= Aharon Ibn Hayyim =

Moroccan biblical and Talmudic commentator

Aharon Ibn Hayyim (אהרן אבן חיים‎ 1545–1632) was a biblical and Talmudic commentator. Born in Fez, Morocco, he served on the bet din and studied at the yeshivot of his father, Vidal ha-Zarefati and Joseph Almosnino. In 1606 he left Fez for Egypt, and made his way to Venice in 1608 where he printed his numerous manuscripts. While in Venice, Ibn Hayyim gave lectures in several congregations, and was well known by famous rabbis at the time. He died in Jerusalem in 1632, and is well known for his publications Leb Aharon, Korban Aharon (commentary on the Sifra), and Middot Aharon.

== Leb Aharon ==
Leb Aharon (Aaron's Heart) is a commentary on Joshua and the Judges, and contains both simple explanations of the words (peshat), as well as a more in depth analysis of the text at large (derush). While Ibn Hayyim wrote commentaries to the Mekhilta, Sifrei, Pentateuch, Prophets, and Song of Songs, Leb Aharon was his only commentary of this type to be published.

== Middot Aharon ==
Middot Aharon (Aaron's Rules) is Aharon ibn Hayyim's most well-known publication, and serves as one of the only compositions that adequately discusses the thirteen hermeneutic principles as laid out by R. Ishmael. This work focuses on the development and application of the thirteen hermeneutical principles, and was largely responsible for the Sifra becoming a subject of study. Ibn Hayyim's main objective is to search for and explain the plain meaning of the text, and seeks to interpret the literal meaning, despite his often-wordy explanations.

== Korban Aharon ==
Korban Aharon (Aaron's Offering) is a lengthy commentary on Sifra, printed in Venice from 1609 to 1611 (reprinted Jerusalem 1970).

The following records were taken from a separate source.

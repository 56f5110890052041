// THEORY:
// The `surface` module is the boundary between the matching engine and
// whatever supplies pixels. The engine only ever needs three things from an
// image: its dimensions and an equality-comparable color at a coordinate.
// `PixelSurface` captures exactly that, and `color_at` returns an `Option`
// so an out-of-bounds probe is an ordinary `None` every caller treats as
// "no match" - bounds handling is data flow, not control flow.
//
// `Color` is a packed RGBA word compared only for equality; no arithmetic is
// ever performed on it. Value 0 doubles as the scanner's "no current run"
// sentinel, so a genuinely transparent-black pixel cannot start a run.

use image::RgbaImage;

/// An opaque, equality-comparable pixel value (packed RGBA).
pub type Color = u32;

/// The scanner's "no current run" sentinel. Never a valid match color.
pub const NO_COLOR: Color = 0;

/// Packs RGBA channel bytes into a single comparable word.
pub fn pack_rgba(channels: [u8; 4]) -> Color {
    u32::from_be_bytes(channels)
}

/// A 2D indexed pixel surface the engine can sample.
pub trait PixelSurface {
    fn width(&self) -> u32;
    fn height(&self) -> u32;

    /// The color at (x, y), or `None` when the coordinate lies outside
    /// `[0, width) x [0, height)`.
    fn color_at(&self, x: i32, y: i32) -> Option<Color>;
}

impl PixelSurface for RgbaImage {
    fn width(&self) -> u32 {
        self.dimensions().0
    }

    fn height(&self) -> u32 {
        self.dimensions().1
    }

    fn color_at(&self, x: i32, y: i32) -> Option<Color> {
        if x < 0 || y < 0 {
            return None;
        }
        let (width, height) = self.dimensions();
        let (x, y) = (x as u32, y as u32);
        if x >= width || y >= height {
            return None;
        }
        Some(pack_rgba(self.get_pixel(x, y).0))
    }
}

This commentary is significant because Aharon Ibn Hayyim inserted the so-called Mekhilta de Arayot (Weiss Edition 91c-93b) into the Sifra and it was printed in Weiss' edition. The manuscript tradition (Vatican 66) has inserted this piece from another source. Aharon Ibn Hayyim's commentary also discusses the relevant parallel texts from rabbinical literature.